(Por Carlos “el Chavo” Ortiz). - Hay fotografías que trascienden el mero registro de un encuentro deportivo para convertirse en verdaderos monumentos de la memoria colectiva. Corría el año 1990 y las calles de Esquel eran testigo del arribo de una de las competencias más complejas y emblemáticas de la región: el Tetratlón del Club Andino Esquel.
En ese entonces, las etapas no solo ponían a prueba la resistencia física, sino la destreza en disciplinas extenuantes que incluían esquí, kayak, el rigor de las motocicletas y el pedestrismo final frente a los estudios de Radio Nacional Esquel.
En aquella edición, el gran ganador de la prueba general fue Gustavo “el Chivo” Freeman. Sin embargo, la historia no quedó inmortalizada únicamente por la cinta de llegada del campeón, sino por el gesto que vendría instantes después, cuando el último competidor en cruzar la línea se acercaba exhausto, ensangrentado y al límite de sus fuerzas: Germán "Loli" Roberts.
LA HISTORIA DETRÁS DEL ENCUADRE
La jornada de 1990 había sido implacable. "Loli" Roberts traía una ventaja considerable al momento de encarar la etapa de moto en la zona de la Laguna La Zeta, pero los imponderables mecánicos y la falta de experiencia sobre dos ruedas jugaron en su contra.
La moto original prestada por Federico Braese no arrancó; en su lugar, debió subirse a una 250cc de cross cedida por Crettón que solo traccionaba a partir de la tercera marcha. Golpeado, cortado y tras reiteradas caídas en el terreno irregular, Roberts continuó a pie hacia la meta, impulsado por pura voluntad.
Al ver aproximarse a su amigo y exalumno de esquí totalmente maltrecho, Gustavo Freeman —que ya se había consagrado ganador— no dudó. Salió a su encuentro corriendo descalzo por el asfalto, sosteniendo aún sus zapatillas de competición en la mano, para ofrecerle el hombro y sostenerlo en los últimos metros.
En ese preciso instante, el ojo atento del fotógrafo José Bastía, quien cubría el evento para el diario EL OESTE, capturó la secuencia.
“Yo no tenía idea de motos, iba en el aire... me caí, me golpeé y venía todo ensangrentado. Gustavo era mi amigo y había sido mi entrenador de esquí. Cuando me vio, salió corriendo desesperado en patas, me cazó del brazo y me acompañó hasta la llegada. Fue un momento muy emotivo”, recuerda Germán "Loli" Roberts al revivir esa postal que hoy guarda al lado de su cama.
EL INSTANTE REVELADO Y LA MEMORIA DEL AUTOR
Para José Bastía, quien llevaba apenas unos tres años ejerciendo el oficio de fotógrafo bajo la tutela del profesor Carmona (papá de Daniel), la jornada estuvo marcada por el frío extremo y el cansancio acumulado tras cubrir todo el recorrido. Sin embargo, la magia ocurrió en el cuarto oscuro, al revelar el rollo en blanco y negro.

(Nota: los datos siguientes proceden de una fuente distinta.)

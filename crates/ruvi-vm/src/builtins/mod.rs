// SPDX-License-Identifier: GPL-3.0-or-later
// Copyright 2026 The Ruvi Authors

//! Built-in methods.
//!
//! Native method bodies dispatch through a fixed id table: a method
//! entry stores a [`bid`] constant and `call` matches on it. The
//! calling convention mirrors bytecode methods: the receiver sits at
//! the absolute window slot `abs`, arguments at `abs + 1 ..= abs +
//! argc`, the block (or nil) one above the arguments. A builtin
//! returns its result value, a scheduling decision, or a bytecode
//! frame to enter (the constructor path).

#[cfg(test)]
mod builtins_test;

mod collection;
mod object;
mod string;
mod task_ops;

use crate::console::Console;
use crate::memory::Memory;
use crate::platform::Platform;
use crate::task::Task;
use crate::value::Value;
use crate::vm::{BuiltinRet, Env, VmErr};

/// Builtin dispatch ids.
pub mod bid {
    // Object / Kernel
    pub const OBJ_PUTS: u16 = 0;
    pub const OBJ_PRINT: u16 = 1;
    pub const OBJ_P: u16 = 2;
    pub const OBJ_PRINTF: u16 = 3;
    pub const OBJ_SPRINTF: u16 = 4;
    pub const OBJ_RAISE: u16 = 5;
    pub const OBJ_NEW: u16 = 6;
    pub const OBJ_DUP: u16 = 7;
    pub const OBJ_CLASS: u16 = 8;
    pub const OBJ_OBJECT_ID: u16 = 9;
    pub const OBJ_KIND_OF: u16 = 10;
    pub const OBJ_BLOCK_GIVEN: u16 = 11;
    pub const OBJ_TO_S: u16 = 12;
    pub const OBJ_INSPECT: u16 = 13;
    pub const OBJ_INITIALIZE: u16 = 14;
    pub const OBJ_NOT_EQ: u16 = 15;
    pub const OBJ_EQ: u16 = 16;

    // Numerics
    pub const NUM_TO_I: u16 = 20;
    pub const NUM_TO_F: u16 = 21;
    pub const NUM_ABS: u16 = 22;

    // String
    pub const STR_SIZE: u16 = 30;
    pub const STR_TO_I: u16 = 31;
    pub const STR_TO_F: u16 = 32;
    pub const STR_PUSH: u16 = 33;

    // Shared indexing
    pub const IDX_GET: u16 = 40;
    pub const IDX_SET: u16 = 41;

    // Array
    pub const ARR_SIZE: u16 = 50;
    pub const ARR_PUSH: u16 = 51;
    pub const ARR_POP: u16 = 52;
    pub const ARR_FIRST: u16 = 53;
    pub const ARR_LAST: u16 = 54;

    // Hash
    pub const HASH_SIZE: u16 = 60;
    pub const HASH_HAS_KEY: u16 = 61;

    // Range
    pub const RANGE_FIRST: u16 = 70;
    pub const RANGE_LAST: u16 = 71;
    pub const RANGE_EXCLUDE_END: u16 = 72;

    // Exception
    pub const EXC_MESSAGE: u16 = 80;

    // Task
    pub const TASK_CURRENT: u16 = 90;
    pub const TASK_PASS: u16 = 91;
    pub const TASK_SUSPEND: u16 = 92;
    pub const TASK_RESUME: u16 = 93;
    pub const TASK_TERMINATE: u16 = 94;

    // Mutex
    pub const MUTEX_LOCK: u16 = 100;
    pub const MUTEX_UNLOCK: u16 = 101;
    pub const MUTEX_TRY_LOCK: u16 = 102;
    pub const MUTEX_LOCKED: u16 = 103;

    // Kernel timing
    pub const KERNEL_SLEEP: u16 = 110;
    pub const KERNEL_SLEEP_MS: u16 = 111;
}

/// Execute builtin `id` with the receiver at absolute slot `abs`.
pub fn call<M: Memory, C: Console, P: Platform>(
    id: u16,
    task: &mut Task,
    env: &mut Env<'_, M, C, P>,
    abs: usize,
    argc: u8,
) -> Result<BuiltinRet, VmErr> {
    match id {
        bid::OBJ_PUTS => object::puts(task, env, abs, argc),
        bid::OBJ_PRINT => object::print(task, env, abs, argc),
        bid::OBJ_P => object::p(task, env, abs, argc),
        bid::OBJ_PRINTF => object::printf(task, env, abs, argc),
        bid::OBJ_SPRINTF => object::sprintf(task, env, abs, argc),
        bid::OBJ_RAISE => object::raise(task, env, abs, argc),
        bid::OBJ_NEW => object::new(task, env, abs, argc),
        bid::OBJ_DUP => object::dup(task, env, abs),
        bid::OBJ_CLASS => object::class(task, env, abs),
        bid::OBJ_OBJECT_ID => object::object_id(task, env, abs),
        bid::OBJ_KIND_OF => object::kind_of(task, env, abs, argc),
        bid::OBJ_BLOCK_GIVEN => object::block_given(task, env, abs),
        bid::OBJ_TO_S => object::to_s(task, env, abs),
        bid::OBJ_INSPECT => object::inspect(task, env, abs),
        bid::OBJ_INITIALIZE => Ok(BuiltinRet::Value(Value::Nil)),
        bid::OBJ_EQ | bid::OBJ_NOT_EQ => object::eq(task, env, abs, id == bid::OBJ_NOT_EQ),

        bid::NUM_TO_I | bid::NUM_TO_F | bid::NUM_ABS => object::numeric(task, env, abs, id),

        bid::STR_SIZE => string::size(task, env, abs),
        bid::STR_TO_I => string::to_i(task, env, abs),
        bid::STR_TO_F => string::to_f(task, env, abs),
        bid::STR_PUSH => string::push(task, env, abs, argc),

        bid::IDX_GET => collection::idx_get(task, env, abs, argc),
        bid::IDX_SET => collection::idx_set(task, env, abs, argc),

        bid::ARR_SIZE | bid::ARR_POP | bid::ARR_FIRST | bid::ARR_LAST => {
            collection::array_op(task, env, abs, id)
        }
        bid::ARR_PUSH => collection::array_push(task, env, abs, argc),

        bid::HASH_SIZE | bid::HASH_HAS_KEY => collection::hash_op(task, env, abs, argc, id),

        bid::RANGE_FIRST | bid::RANGE_LAST | bid::RANGE_EXCLUDE_END => {
            collection::range_op(task, env, abs, id)
        }

        bid::EXC_MESSAGE => object::exc_message(task, env, abs),

        bid::TASK_CURRENT
        | bid::TASK_PASS
        | bid::TASK_SUSPEND
        | bid::TASK_RESUME
        | bid::TASK_TERMINATE => task_ops::task_op(task, env, abs, argc, id),

        bid::MUTEX_LOCK | bid::MUTEX_UNLOCK | bid::MUTEX_TRY_LOCK | bid::MUTEX_LOCKED => {
            task_ops::mutex_op(task, env, abs, id)
        }

        bid::KERNEL_SLEEP => task_ops::sleep(task, env, abs, argc, false),
        bid::KERNEL_SLEEP_MS => task_ops::sleep(task, env, abs, argc, true),

        _ => Err(VmErr::Internal("unknown builtin id")),
    }
}

/// The `n`th argument (1-based slot above the receiver).
fn arg(task: &Task, abs: usize, n: usize) -> Value {
    task.regs[abs + 1 + n]
}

“Me di cuenta el mismo día que la revelé lo espectacular que había sido esa foto. Es una de las mejores de mi carrera y sintetiza lo que ha sido el Tetratlón durante todos estos años. Cada vez que la veo me emociona; es la imagen de dos grandes figuras y dos personas muy queridas en nuestra ciudad”, expresa Bastía.
La fotografía no tardó en convertirse en un objeto de culto. Acompañó a "Loli" Roberts en su billetera durante sus participaciones internacionales en el Eco-Challenge y dio la vuelta al mundo como testimonio del espíritu patagónico.
UN MONUMENTO AL COMPAÑERISMO QUE MERECE SER GIGANTE
Más allá de las medallas y los tiempos oficiales, la imagen captada por Bastía condensa la verdadera esencia del deporte de montaña: la empatía, la perseverancia y la amistad por encima de cualquier resultado cronometrado. Ver al campeón descalzo asistiendo al último competidor para cruzar juntos la meta es la representación gráfica definitiva del ser esquelense.
Por su valor histórico, humano y deportivo, esta fotografía con 36 años de vida no debería quedar relegada únicamente a los archivos gráficos o a los portarretratos familiares. Es una postal que grita identidad. Por eso, no cabe duda de que dicha imagen debería estar plasmada en el muñeco de nieve o en una gigantografía en el ingreso a la ciudad de Esquel, para recordarle a todo aquel que llega a nuestra tierra que aquí la grandeza no solo se mide en victorias, sino en la mano extendida al compañero.